I'm still surprised about this part though. Is "could be any type" really better than "please provide a type here"?

Gabriel Ebner (May 24 2022 at 19:28):

How about simply failing with an appropriate message if the expected type (still) isn't sufficiently known?

I've just realized that overloaded syntax does exactly this. It just requires being very careful with antiquotations, which is why I couldn't make it work the last time. https://github.com/leanprover-community/mathlib4/pull/274

Sebastian Ullrich (May 24 2022 at 19:29):

We should do something against that :thinking:

Gabriel Ebner (May 24 2022 at 19:32):

I'm still surprised about this part though. Is "could be any type" really better than "please provide a type here"?

At least in Lean 3 this was very important because the type would need to be available immediately. Type class constraints can be solved later when the type is filled in.

In Lean 4 there is still a bit of an issue, where you might see 1 ∈ ?m... in the context because the expected type of the set syntax is not available yet. If we elaborate into the type class operations immediately, then you'll see 1 ∈ {a,b,c} even if the type class instance is not synthesized yet.

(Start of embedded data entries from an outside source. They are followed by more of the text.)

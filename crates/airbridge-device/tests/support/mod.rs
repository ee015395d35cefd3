//! Shared helpers for the device integration tests.
#![allow(dead_code)]

use std::path::{Path, PathBuf};
use std::sync::{Arc, Mutex};
use std::time::Duration;

use airbridge_core::bus::{EventBus, Subscription};
use airbridge_core::device::{DeviceId, DeviceKind, PcmFormat, SampleFormat, TransportState};
use airbridge_core::events::{Event, EventPayload, EventType, StateError};
use airbridge_core::error::SinkError;
use airbridge_device::{DeviceHandle, DeviceSpec, PipelineSettings, VirtualDevice};
use airbridge_sink::{PcmChunk, Sink, WriteOutcome};

/// A sink that records every call and accepts everything.
#[derive(Clone, Default)]
pub struct RecordingSink {
    pub calls: Arc<Mutex<Vec<String>>>,
    pub frames_written: Arc<Mutex<usize>>,
}

impl RecordingSink {
    pub fn new() -> Self {
        Self::default()
    }

    pub fn record(&self, call: impl Into<String>) {
        self.calls.lock().unwrap().push(call.into());
    }

    pub fn count_of(&self, prefix: &str) -> usize {
        self.calls
            .lock()
            .unwrap()
            .iter()
            .filter(|c| c.starts_with(prefix))
            .count()
    }
}

impl Sink for RecordingSink {
    fn preferred_format(&self) -> SampleFormat {
        SampleFormat::S16Le
    }

    fn open(&mut self, _format: PcmFormat) -> Result<(), SinkError> {
        self.record("open");
        Ok(())
    }

    fn write(&mut self, chunk: PcmChunk<'_>) -> Result<WriteOutcome, SinkError> {
        *self.frames_written.lock().unwrap() += chunk.frames(2);
        // Mild pacing so in-flight sessions stay observable from tests.
        std::thread::sleep(Duration::from_millis(5));
        Ok(WriteOutcome::Ok)
    }

    fn close(&mut self) {
        self.record("close");
    }

    fn set_volume(&mut self, volume: u8) -> Result<(), SinkError> {
        self.record(format!("volume:{volume}"));
        Ok(())
    }

    fn set_mute(&mut self, muted: bool) -> Result<(), SinkError> {
        self.record(format!("mute:{muted}"));
        Ok(())
    }
}

/// Test device wiring: bus + device + state-event subscription.
pub struct TestDevice {
    pub bus: Arc<EventBus>,
    pub id: DeviceId,
    pub handle: DeviceHandle,
    pub sink: RecordingSink,
    pub states: Subscription,
    pub cache_dir: PathBuf,
    _tempdir: tempfile::TempDir,
}

pub fn spawn_device() -> TestDevice {
    let tempdir = tempfile::tempdir().unwrap();
    let cache_dir = tempdir.path().to_path_buf();
    let bus = EventBus::new();
    let id = DeviceId::from("dev-a");
    let sink = RecordingSink::new();

    let states = bus.subscribe(
        &[
            EventType::StateChanged,
            EventType::VolumeChanged,
            EventType::DspChanged,
        ],
        Some(id.clone()),
    );

    let spec = DeviceSpec {
        id: id.clone(),
        name: "Kitchen [D]".into(),
        kind: DeviceKind::AirPlay,
        sample_rate: 44_100,
        channels: 2,
        pipeline: PipelineSettings {
            cache_dir: cache_dir.clone(),
            buffer_gate_bytes: 1024,
            buffer_gate_timeout: Duration::from_secs(5),
            frames_per_block: 1024,
        },
    };
    let handle = VirtualDevice::spawn(spec, Arc::clone(&bus), Box::new(sink.clone()));

    TestDevice {
        bus,
        id,
        handle,
        sink,
        states,
        cache_dir,
        _tempdir: tempdir,
    }
}

impl TestDevice {
    pub fn publish(&self, payload: EventPayload) {
        self.bus.publish(Event::new(self.id.clone(), payload));
    }

    /// Next state-topic event, bounded.
    pub async fn next_event(&mut self) -> EventPayload {
        tokio::time::timeout(Duration::from_secs(10), self.states.recv())
            .await
            .expect("timed out waiting for event")
            .expect("bus closed")
            .payload
    }

    /// Wait for the next StateChanged, skipping other state topics.
    pub async fn next_transport_state(&mut self) -> (TransportState, String, u64, f64, Option<StateError>) {
        loop {
            if let EventPayload::StateChanged {
                state,
                uri,
                session_id,
                elapsed_s,
                error,
            } = self.next_event().await
            {
                return (state, uri, session_id, elapsed_s, error);
            }
        }
    }

    pub fn cache_files(&self) -> Vec<PathBuf> {
        cache_files_in(&self.cache_dir)
    }
}

/// List cached session files in `dir`. Usable after a `TestDevice`'s
/// `handle` has been moved out by `shutdown`, when only `cache_dir` is
/// still available.
pub fn cache_files_in(dir: &Path) -> Vec<PathBuf> {
    std::fs::read_dir(dir)
        .map(|entries| {
            entries
                .filter_map(|e| e.ok())
                .map(|e| e.path())
                .filter(|p| p.extension().map(|x| x == "mkv").unwrap_or(false))
                .collect()
        })
        .unwrap_or_default()
}

/// Write a playable WAV file (s16le stereo 44.1 kHz sine) for ffmpeg to
/// remux and decode.
pub fn write_test_wav(path: &Path, seconds: f64) {
    let sample_rate = 44_100u32;
    let channels = 2u16;
    let frames = (seconds * sample_rate as f64) as u32;
    let data_len = frames * channels as u32 * 2;

    let mut bytes = Vec::with_capacity(44 + data_len as usize);
    bytes.extend_from_slice(b"RIFF");
    bytes.extend_from_slice(&(36 + data_len).to_le_bytes());
    bytes.extend_from_slice(b"WAVEfmt ");
    bytes.extend_from_slice(&16u32.to_le_bytes());
    bytes.extend_from_slice(&1u16.to_le_bytes()); // PCM
    bytes.extend_from_slice(&channels.to_le_bytes());
    bytes.extend_from_slice(&sample_rate.to_le_bytes());
    bytes.extend_from_slice(&(sample_rate * channels as u32 * 2).to_le_bytes());
    bytes.extend_from_slice(&(channels * 2).to_le_bytes());
    bytes.extend_from_slice(&16u16.to_le_bytes());
    bytes.extend_from_slice(b"data");
    bytes.extend_from_slice(&data_len.to_le_bytes());
    for n in 0..frames {
        let s = (0.2 * (2.0 * std::f64::consts::PI * 440.0 * n as f64 / sample_rate as f64).sin()
            * 32767.0) as i16;
        bytes.extend_from_slice(&s.to_le_bytes());
        bytes.extend_from_slice(&s.to_le_bytes());
    }
    std::fs::write(path, bytes).unwrap();
}

/// True when ffmpeg/ffprobe are runnable; media-driven tests skip
/// themselves otherwise.
pub fn ffmpeg_available() -> bool {
    airbridge_media::check_ffmpeg().is_ok()
}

Sebastian Ullrich (May 24 2022 at 19:35):

I see, interesting

Gabriel Ebner (May 24 2022 at 19:44):

One downside of the overloaded syntax solution is that it doesn't work in patterns:

let { ctx, fvarIdToLemmaId, dischargeWrapper }  ...

For now I've added a , .. for disambiguation. Longer term it would be great if the pattern syntax was at least somewhat extensible.

James Gallicchio (May 24 2022 at 19:56):

It feels like a kinda bad idea to overload structure syntax, no? To programmer-me a finset is just a type of collection, so some sort of overloaded syntax for all collections would be worth considering; maybe overload #[...] syntax with an OfList typeclass?

Henrik Böving (May 24 2022 at 19:59):

I think having syntactic difference between notation does very much help readability of Lean code, especially once we start having more collections sticking all of them in just one type of syntax seems like a bad idea to me.

Sebastian Ullrich (May 24 2022 at 21:12):

I feel like it would be quite hard to defend any set syntax other than the current one; while at the same time, we certainly don't want to change the structure syntax either

Sebastian Ullrich (May 24 2022 at 21:13):

So naturally we should make the choice dependent on the presence of whitespace inside the braces :grimacing:

James Gallicchio (May 24 2022 at 21:18):

are there unicode braces you can use? :joy:

Kyle Miller (May 24 2022 at 21:31):

It's not ideal, but maybe the structure syntax could be extended to allow an optional with at the beginning, so to disambiguate you could write {with a, b, c}. This is meant to generalize the structure update syntax {x with a, b, c}, which works and is short for {x with a := a, b := b, c := c}.

James Gallicchio (May 24 2022 at 21:58):

Is the mathlib set syntax behind an import? Or at the top level if you have mathlib imported?

Julian Berman (May 24 2022 at 22:14):

It's not ideal, but maybe the structure syntax could be extended to allow an optional with at the beginning, so to disambiguate you could write {with a, b, c}

Or another alternative is to not automatically do a := a right? E.g. it's a remote analogy, in Python there's f"{name=}" which prints name = name, so maybe in Lean doing {a :=, b :=, c :=} to expand to a := a etc. would be a possible resolution. Or maybe the other way is less ugly. {:= a, := b, := c}.

Henrik Böving (May 24 2022 at 22:40):

If we are already talking about changing the syntax of structures why not just go the Array way and #{} ?

Julian Berman (May 24 2022 at 22:44):

Sebastian above said "we certainly don't want to change the structure syntax either" so don't know, that may already mean even these small changes (Kyle's or ^) aren't interesting :D

Sebastian Ullrich (May 25 2022 at 06:57):

Yes, moving away from curly braces for structures at least seems quite unlikely to happen. := a in fact would have been my original proposal in anticipation of this issue, but by it's hard to imagine moving away from the tantalizingly compact current notation as well...

Evgeniy Kuznetsov (May 25 2022 at 08:38):

it is useful to have an extra syntax when you can't or don't want to rely on type inference for generic literal notation:

ˢ{a, b, c} => ({a, b, c} : Set _)
{a, b, c} => ({a, b, c} : Finset _)
{a, b, c} => ({a, b, c} : Multiset _)

Leonardo de Moura (May 26 2022 at 02:21):

Gabriel Ebner said:

One downside of the overloaded syntax solution is that it doesn't work in patterns:

let { ctx, fvarIdToLemmaId, dischargeWrapper }  ...

For now I've added a , .. for disambiguation. Longer term it would be great if the pattern syntax was at least somewhat extensible.

I pushed a workaround for this issue. We can work on a better solution in the future.
I collected a few examples here: https://github.com/leanprover/lean4/blob/master/tests/lean/run/setStructInstNotation.lean#L39-L71
I tried to collect all examples posted here, and they all seem to be working. Do you have other examples that are not working?


Last updated: Dec 20 2023 at 11:08 UTC